Saved data entries
-- Opening Marker --
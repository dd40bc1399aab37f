//! Implementation of the `brisk render` command.

use std::fs;
use std::io::{self, Write};
use std::path::Path;

use serde_json::Value;
use tracing::{instrument, warn};

use crate::{
    cli::RenderArgs,
    error::{CliError, CliResult, IntoCli},
};

/// Bootstrap `--root`, then render `PAGE` to stdout or `--output`.
#[instrument(skip_all, fields(page = %args.page, root = %args.root.display()))]
pub fn execute(args: RenderArgs) -> CliResult<()> {
    let variables = args.vars.as_deref().map(read_payload).transpose()?;
    let data = args.data.as_deref().map(read_payload).transpose()?;

    let framework = brisk_adapters::initialize(&args.root, |_| ())?;
    let renderer = framework.renderer();
    if !renderer.engine().is_enabled() {
        warn!(
            renderer = framework.config().renderer_name(),
            "No template engine configured; output will be empty"
        );
    }

    match &args.output {
        Some(path) => {
            // Render first so a failure leaves no partial file behind.
            let mut body = Vec::new();
            renderer.page(&mut body, &args.page, variables.as_ref(), data.as_ref())?;
            fs::write(path, body)
                .with_cli_context(|| format!("failed to write {}", path.display()))?;
        }
        None => {
            let stdout = io::stdout();
            let mut lock = stdout.lock();
            renderer.page(&mut lock, &args.page, variables.as_ref(), data.as_ref())?;
            lock.flush().with_cli_context(|| "failed to flush stdout")?;
        }
    }

    Ok(())
}

/// Read a JSON payload file.
pub fn read_payload(path: &Path) -> CliResult<Value> {
    let raw = fs::read_to_string(path)
        .with_cli_context(|| format!("failed to read {}", path.display()))?;
    serde_json::from_str(&raw).map_err(|source| CliError::InvalidPayload {
        path: path.to_path_buf(),
        source,
    })
}

#[cfg(test)]
mod tests {
    use super::*;
    use tempfile::TempDir;

    #[test]
    fn reads_json_payload() {
        let temp = TempDir::new().unwrap();
        let path = temp.path().join("vars.json");
        fs::write(&path, r#"{"title": "Home"}"#).unwrap();

        let value = read_payload(&path).unwrap();
        assert_eq!(value["title"], "Home");
    }

    #[test]
    fn malformed_payload_is_user_error() {
        let temp = TempDir::new().unwrap();
        let path = temp.path().join("vars.json");
        fs::write(&path, "{title: Home}").unwrap();

        let err = read_payload(&path).unwrap_err();
        assert!(matches!(err, CliError::InvalidPayload { .. }));
        assert_eq!(err.exit_code(), 2);
    }

    #[test]
    fn missing_payload_is_io_error() {
        let temp = TempDir::new().unwrap();
        let err = read_payload(&temp.path().join("absent.json")).unwrap_err();
        assert!(matches!(err, CliError::IoError { .. }));
    }
}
-- Closing Marker --
ABOUT THIS EXERCISE:
From the data above, reproduce word for word the lines running from the line with "let data = args.data.as_deref().map(read_payload).transpose()?;" to the line with "body, &args.page, variables.as_ref(), data.as_ref())?;", ends included.

SOLUTION TO THIS TASK:
    let data = args.data.as_deref().map(read_payload).transpose()?;

    let framework = brisk_adapters::initialize(&args.root, |_| ())?;
    let renderer = framework.renderer();
    if !renderer.engine().is_enabled() {
        warn!(
            renderer = framework.config().renderer_name(),
            "No template engine configured; output will be empty"
        );
    }

    match &args.output {
        Some(path) => {
            // Render first so a failure leaves no partial file behind.
            let mut body = Vec::new();
            renderer.page(&mut body, &args.page, variables.as_ref(), data.as_ref())?;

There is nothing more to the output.